Task instructions ▸
From the data below, return all lines holding the string "body".

--- START ---

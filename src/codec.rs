// Copyright 2020 The Exonum Team
//
// Licensed under the Apache License, Version 2.0 (the "License");
// you may not use this file except in compliance with the License.
// You may obtain a copy of the License at
//
//   http://www.apache.org/licenses/LICENSE-2.0
//
// Unless required by applicable law or agreed to in writing, software
// distributed under the License is distributed on an "AS IS" BASIS,
// WITHOUT WARRANTIES OR CONDITIONS OF ANY KIND, either express or implied.
// See the License for the specific language governing permissions and
// limitations under the License.

//! Deterministic binary wire codec.
//!
//! Every payload is framed as a length-prefixed list of fields; nested
//! payloads and certificates become nested lists. Integers are big-endian
//! with the minimal number of bytes needed to represent their value, the
//! same shape `exonum`'s old `MessageWriter`/`MessageBuffer` pair used for
//! its hand-rolled message framing, generalized here to be recursive.

use byteorder::{BigEndian, ReadBytesExt, WriteBytesExt};

use std::io::{self, Cursor, Read};

use crate::error::WireError;

/// One node of the recursive field tree every payload encodes to before
/// being serialized, and decodes from after being parsed.
#[derive(Debug, Clone, PartialEq, Eq)]
pub enum Field {
    /// A non-negative integer, written with the minimal number of
    /// big-endian bytes (zero itself encodes as zero bytes).
    UInt(u64),
    /// A fixed- or variable-length opaque byte string (addresses, digests,
    /// signatures, opaque block bodies).
    Bytes(Vec<u8>),
    /// An ordered, nested list of fields — used both for a payload's own
    /// field list and for repeated/optional sub-structures.
    List(Vec<Field>),
}

const TAG_UINT: u8 = 0;
const TAG_BYTES: u8 = 1;
const TAG_LIST: u8 = 2;

impl Field {
    /// Serializes this field (and, recursively, its children) to `out`.
    pub fn write_to(&self, out: &mut Vec<u8>) {
        match self {
            Field::UInt(value) => {
                let bytes = minimal_be_bytes(*value);
                out.push(TAG_UINT);
                out.push(bytes.len() as u8);
                out.extend_from_slice(&bytes);
            }
            Field::Bytes(bytes) => {
                out.push(TAG_BYTES);
                out.write_u32::<BigEndian>(bytes.len() as u32).expect("writing to Vec never fails");
                out.extend_from_slice(bytes);
            }
            Field::List(items) => {
                let mut body = Vec::new();
                for item in items {
                    item.write_to(&mut body);
                }
                out.push(TAG_LIST);
                out.write_u32::<BigEndian>(body.len() as u32).expect("writing to Vec never fails");
                out.extend_from_slice(&body);
            }
        }
    }

    /// Encodes this field tree into a standalone byte vector.
    pub fn encode(&self) -> Vec<u8> {
        let mut out = Vec::new();
        self.write_to(&mut out);
        out
    }

    /// Decodes a single field (and all of its children) from `cursor`.
    pub fn read_from(cursor: &mut Cursor<&[u8]>) -> Result<Self, WireError> {
        let tag = read_u8(cursor)?;
        match tag {
            TAG_UINT => {
                let len = read_u8(cursor)? as usize;
                if len > 8 {
                    return Err(WireError::MalformedFrame(format!(
                        "integer field of {} bytes exceeds u64 width",
                        len
                    )));
                }
                let mut buf = [0_u8; 8];
                read_exact(cursor, &mut buf[8 - len..])?;
                if len > 0 && buf[8 - len] == 0 {
                    return Err(WireError::MalformedFrame(
                        "integer field has a non-minimal leading zero byte".into(),
                    ));
                }
                Ok(Field::UInt(u64::from_be_bytes(buf)))
            }
            TAG_BYTES => {
                let len = read_u32(cursor)? as usize;
                let mut buf = vec![0_u8; len];
                read_exact(cursor, &mut buf)?;
                Ok(Field::Bytes(buf))
            }
            TAG_LIST => {
                let len = read_u32(cursor)? as usize;
                let start = cursor.position() as usize;
                let end = start
                    .checked_add(len)
                    .ok_or_else(|| WireError::MalformedFrame("list length overflow".into()))?;
                if end > cursor.get_ref().len() {
                    return Err(WireError::MalformedFrame(
                        "list body runs past end of buffer".into(),
                    ));
                }
                let mut items = Vec::new();
                while (cursor.position() as usize) < end {
                    items.push(Field::read_from(cursor)?);
                }
                if cursor.position() as usize != end {
                    return Err(WireError::MalformedFrame(
                        "nested field did not consume exactly its declared length".into(),
                    ));
                }
                Ok(Field::List(items))
            }
            other => Err(WireError::MalformedFrame(format!(
                "unknown field tag {}",
                other
            ))),
        }
    }

    /// Decodes a field tree from a complete byte slice, requiring that the
    /// entire slice is consumed.
    pub fn decode(bytes: &[u8]) -> Result<Self, WireError> {
        let mut cursor = Cursor::new(bytes);
        let field = Field::read_from(&mut cursor)?;
        if (cursor.position() as usize) != bytes.len() {
            return Err(WireError::MalformedFrame(
                "trailing bytes after a complete field".into(),
            ));
        }
        Ok(field)
    }

    /// Convenience accessor for destructuring a top-level list.
    pub fn into_list(self) -> Result<Vec<Field>, WireError> {
        match self {
            Field::List(items) => Ok(items),
            _ => Err(WireError::MalformedFrame("expected a list field".into())),
        }
    }

    /// Convenience accessor for an integer field.
    pub fn into_uint(self) -> Result<u64, WireError> {
        match self {
            Field::UInt(value) => Ok(value),
            _ => Err(WireError::MalformedFrame("expected an integer field".into())),
        }
    }

    /// Convenience accessor for a byte-string field.
    pub fn into_bytes(self) -> Result<Vec<u8>, WireError> {
        match self {
            Field::Bytes(bytes) => Ok(bytes),
            _ => Err(WireError::MalformedFrame("expected a bytes field".into())),
        }
    }
}

fn minimal_be_bytes(value: u64) -> Vec<u8> {
    if value == 0 {
        return Vec::new();
    }
    let full = value.to_be_bytes();
    let skip = full.iter().take_while(|b| **b == 0).count();
    full[skip..].to_vec()
}

fn read_u8(cursor: &mut Cursor<&[u8]>) -> Result<u8, WireError> {
    cursor
        .read_u8()
        .map_err(|e| WireError::MalformedFrame(io_err(e)))
}

fn read_u32(cursor: &mut Cursor<&[u8]>) -> Result<u32, WireError> {
    cursor
        .read_u32::<BigEndian>()
        .map_err(|e| WireError::MalformedFrame(io_err(e)))
}

fn read_exact(cursor: &mut Cursor<&[u8]>, buf: &mut [u8]) -> Result<(), WireError> {
    Read::read_exact(cursor, buf).map_err(|e| WireError::MalformedFrame(io_err(e)))
}

fn io_err(e: io::Error) -> String {
    format!("unexpected end of frame ({})", e)
}

/// Fixed-size byte-field helpers shared by every payload's (de)serialization.
pub(crate) fn fixed_bytes<const N: usize>(field: Field) -> Result<[u8; N], WireError> {
    let bytes = field.into_bytes()?;
    if bytes.len() != N {
        return Err(WireError::MalformedFrame(format!(
            "expected a {}-byte field, got {}",
            N,
            bytes.len()
        )));
    }
    let mut out = [0_u8; N];
    out.copy_from_slice(&bytes);
    Ok(out)
}

/// Checks a decoded frame's size against a configured cap, producing
/// [`WireError::OversizedMessage`] when it is exceeded. Call this on the raw
/// bytes before doing any further decoding work, per the hard size cap the
/// concurrency model calls for.
pub fn check_size_cap(bytes: &[u8], limit: usize) -> Result<(), WireError> {
    if bytes.len() > limit {
        return Err(WireError::OversizedMessage {
            actual: bytes.len(),
            limit,
        });
    }
    Ok(())
}

/// Conservative upper bound, in encoded wire bytes, for a single signed
/// `Prepare` envelope: a round identifier (two minimally-encoded integers),
/// a 32-byte digest, and a 65-byte recoverable signature, plus field framing.
const PREPARE_ENVELOPE_MAX_WIRE_SIZE: usize = 128;

/// Conservative upper bound, in encoded wire bytes, for a single signed
/// `RoundChange` envelope excluding any embedded `PreparedCertificate`: a
/// round identifier, a presence flag, and a signature, plus field framing.
const ROUND_CHANGE_ENVELOPE_MAX_WIRE_SIZE: usize = 96;

/// Conservative upper bound, in encoded wire bytes, for a signed `Proposal`
/// envelope excluding its block body: a round identifier, the block's fixed
/// fields, and a signature, plus field framing.
const PROPOSAL_ENVELOPE_MAX_WIRE_SIZE: usize = 256;

/// Maximum number of `Prepare` messages a single `PreparedCertificate` may
/// carry at the given `quorum_size`: a quorum minus the proposer's own
/// implicit prepare, per [`crate::validation::validate_prepared_certificate`].
/// Reject a decoded certificate with more prepares than this without
/// validating a single one of them.
pub fn max_prepares_per_certificate(quorum_size: usize) -> usize {
    quorum_size.saturating_sub(1)
}

/// Conservative upper bound, in encoded wire bytes, for one `NewRound`
/// message's round-change certificate at the given `quorum_size`:
/// `quorum_size` round-change envelopes, each potentially carrying a
/// prepared certificate with one proposal and up to
/// [`max_prepares_per_certificate`] prepares.
pub fn max_round_change_certificate_size(quorum_size: usize) -> usize {
    let max_prepared_certificate_size = PROPOSAL_ENVELOPE_MAX_WIRE_SIZE
        + max_prepares_per_certificate(quorum_size) * PREPARE_ENVELOPE_MAX_WIRE_SIZE;
    quorum_size * (ROUND_CHANGE_ENVELOPE_MAX_WIRE_SIZE + max_prepared_certificate_size)
}

#[cfg(test)]
mod tests {
    use super::*;

    #[test]
    fn minimal_encoding_has_no_leading_zero() {
        assert_eq!(minimal_be_bytes(0), Vec::<u8>::new());
        assert_eq!(minimal_be_bytes(1), vec![1]);
        assert_eq!(minimal_be_bytes(256), vec![1, 0]);
        assert_eq!(minimal_be_bytes(u64::MAX), vec![0xff; 8]);
    }

    #[test]
    fn uint_round_trips() {
        for value in [0_u64, 1, 255, 256, 70_000, u64::MAX] {
            let field = Field::UInt(value);
            let bytes = field.encode();
            let decoded = Field::decode(&bytes).unwrap();
            assert_eq!(decoded, field);
        }
    }

    #[test]
    fn list_round_trips() {
        let field = Field::List(vec![
            Field::UInt(10),
            Field::Bytes(vec![1, 2, 3]),
            Field::List(vec![Field::UInt(1), Field::UInt(2)]),
        ]);
        let bytes = field.encode();
        let decoded = Field::decode(&bytes).unwrap();
        assert_eq!(decoded, field);
    }

    #[test]
    fn non_minimal_integer_is_rejected() {
        // Hand-craft a UInt field with a redundant leading zero byte.
        let mut bytes = vec![TAG_UINT, 2, 0x00, 0x01];
        let err = Field::decode(&bytes).unwrap_err();
        assert!(matches!(err, WireError::MalformedFrame(_)));

        bytes[1] = 1;
        bytes.truncate(3);
        assert!(Field::decode(&bytes).is_ok());
    }

    #[test]
    fn truncated_list_is_malformed() {
        let field = Field::List(vec![Field::UInt(5), Field::UInt(6)]);
        let mut bytes = field.encode();
        bytes.truncate(bytes.len() - 1);
        assert!(Field::decode(&bytes).is_err());
    }

    #[test]
    fn oversized_message_is_rejected() {
        let bytes = vec![0_u8; 100];
        assert!(check_size_cap(&bytes, 200).is_ok());
        let err = check_size_cap(&bytes, 50).unwrap_err();
        assert!(matches!(err, WireError::OversizedMessage { actual: 100, limit: 50 }));
    }

    #[test]
    fn max_prepares_per_certificate_is_quorum_minus_the_proposer() {
        assert_eq!(max_prepares_per_certificate(3), 2);
        assert_eq!(max_prepares_per_certificate(1), 0);
        assert_eq!(max_prepares_per_certificate(0), 0);
    }

    #[test]
    fn max_round_change_certificate_size_grows_with_quorum() {
        let small = max_round_change_certificate_size(3);
        let large = max_round_change_certificate_size(7);
        assert!(large > small);
        assert!(small > 0);
    }
}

--- END ---

Output for this exercise ▸
                let mut body = Vec::new();
                    item.write_to(&mut body);
                out.write_u32::<BigEndian>(body.len() as u32).expect("writing to Vec never fails");
                out.extend_from_slice(&body);
                        "list body runs past end of buffer".into(),
/// envelope excluding its block body: a round identifier, the block's fixed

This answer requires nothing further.